What Is Chaos Theory?

Table of Contents (click to expand)

Chaos theory is the branch of mathematics that studies deterministic nonlinear systems whose extreme sensitivity to initial conditions makes their long-term behavior practically unpredictable. The field grew out of meteorologist Edward Lorenz's 1961 discovery of the "butterfly effect" and is famously illustrated by the Lorenz attractor and fractal patterns seen everywhere from weather and the stock market to coastlines, clouds and turbulent fluids.
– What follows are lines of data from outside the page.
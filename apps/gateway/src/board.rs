//! Board topology mapper.
//!
//! Pure generation of the canonical 40-slot board and the mapping from
//! a linear slot index to an 11x11 grid coordinate for rendering. Tile
//! ownership is dynamic session state owned by the engine and is not
//! part of this catalog.

use serde::{Deserialize, Serialize};

/// Number of slots on the board ring.
pub const BOARD_SIZE: usize = 40;

/// Slot indices reserved for gamble tiles, one per 10-tile edge.
pub const GAMBLE_INDICES: [usize; 4] = [9, 19, 29, 39];

/// District catalog in board order: (label, base price, base fare).
pub const DISTRICTS: [(&str, i64, i64); 9] = [
    ("Brown", 60, 30),
    ("Light Blue", 80, 40),
    ("Pink", 100, 50),
    ("Orange", 120, 60),
    ("Red", 150, 75),
    ("Yellow", 180, 90),
    ("Green", 220, 110),
    ("Dark Blue", 280, 140),
    ("Purple", 320, 160),
];

/// One immutable board slot, derived purely from its index.
#[derive(Debug, Clone, PartialEq, Eq, Serialize, Deserialize)]
#[serde(tag = "type", rename_all = "lowercase")]
pub enum BoardTile {
    Property {
        index: usize,
        name: String,
        color: String,
        price: i64,
        fare: i64,
    },
    Gamble {
        index: usize,
        name: String,
    },
}

impl BoardTile {
    pub fn index(&self) -> usize {
        match self {
            BoardTile::Property { index, .. } | BoardTile::Gamble { index, .. } => *index,
        }
    }
}

/// Generate the full 40-slot catalog.
///
/// The four gamble slots sit at the last index of each edge; the
/// remaining 36 slots are assigned to 9 districts of 4 consecutive
/// tiles, with price and fare increasing by fixed increments within a
/// district.
pub fn generate_board() -> Vec<BoardTile> {
    let mut board = Vec::with_capacity(BOARD_SIZE);
    let mut property_idx = 0usize;
    let mut gamble_count = 0usize;

    for index in 0..BOARD_SIZE {
        if GAMBLE_INDICES.contains(&index) {
            gamble_count += 1;
            board.push(BoardTile::Gamble {
                index,
                name: format!("Gamble Zone {gamble_count}"),
            });
        } else {
            let (color, base_price, base_fare) = DISTRICTS[property_idx / 4];
            let position = (property_idx % 4) as i64;
            board.push(BoardTile::Property {
                index,
                name: format!("{} Property {}", color, position + 1),
                color: color.to_string(),
                price: base_price + position * 10,
                fare: base_fare + position * 5,
            });
            property_idx += 1;
        }
    }

    board
}

/// Map a slot index onto the perimeter of an 11x11 grid.
///
/// Indices 0..=10 run along the bottom edge right-to-left, 11..=19 up
/// the left edge, 20..=30 along the top edge left-to-right, and
/// 31..=39 down the right edge. Corners 0, 10, 20 and 30 land on the
/// grid corners, making the mapping a bijection onto the 40 perimeter
/// cells.
pub fn position_of(index: usize) -> (usize, usize) {
    assert!(index < BOARD_SIZE, "slot index out of range: {index}");
    match index {
        0..=10 => (10, 10 - index),
        11..=19 => (20 - index, 0),
        20..=30 => (0, index - 20),
        _ => (index - 30, 10),
    }
}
Chaos theory can be described as the science of surprises. It deals with deterministic systems whose extreme sensitivity to initial conditions makes their long-term behavior practically impossible to predict, even though the underlying laws are perfectly fixed. Most scientific domains deal with predictable models, such as gravity, chemical reactions and electricity. Chaos theory takes on the messier residents of the universe: turbulence, weather, the stock market, the swing of a double pendulum. These phenomena are often described by fractal mathematics, which captures the infinite complexity of nature. Many natural objects exhibit fractal properties, including landscapes, clouds, trees, organs, rivers, etc.; many of the systems in which we live exhibit complex, chaotic behavior. Before we get into the principles of chaos theory, let’s take a brief look into the history of chaos theory.

History

The mathematical roots of chaos actually go back to the 1880s, when French mathematician Henri Poincaré showed that even the gravitational dance of three bodies could produce orbits that never repeated and never converged: the first glimpse of deterministic chaos. But chaos theory as we know it today really came alive in 1961, when a meteorologist named Edward Lorenz, at MIT, was utilizing one of the latest computers of that time, the Royal McBee LGP-30, to predict the weather. He was imbued with a sense of zeal to create a mathematical model for these unpredictable patterns. In this mathematical model, he plugged in a set of numbers that gave an accurate representation of the current weather; this set of numbers would predict the weather a few minutes in advance. Upon the successful execution of the program, Lorenz grew more focused on creating long-term forecasts. This would be done by feeding the weather forecast feedback of the predicted weather back into the computer. The accurate minute-by-minute forecasts started adding up to to months and years.

Edward_lorenz
(Photo Credit : Herbert Wikimedia Commons)

On a particular day, Lorenz decided to run the weather forecasting program again. Wanting to save time, he chose not to start from scratch, and instead took a value that had halfway run through the computer program and use that as the starting point to restart the program. After a supposed coffee break (dramatic, just like in movies), he returned to discover something completely unexpected. Although the computer’s new predictions started the same as before, the two sets of forecasts were dramatically different. So what seemed to have gone wrong when there could have been any calculation errors that could have occurred?

Lorenz soon realized that the computer was printing out the predictions to three decimal places, while crunching the numbers internally using six decimal places. So, while Lorenz had started the second run of the program with the number 0.506, the original run had used the number 0.506127. A difference of roughly one part in four thousand had a drastic effect. This is the sort of difference that a flap of a butterfly’s wing might make to the breeze on your face. The starting weather conditions had been virtually identical. The two predictions were anything but. Lorenz had found the seeds of chaos, and in his 1963 paper Deterministic Nonperiodic Flow he showed that these chaotic trajectories trace a beautiful, butterfly-shaped figure in 3D space now known as the Lorenz attractor, the iconic visual of the entire field.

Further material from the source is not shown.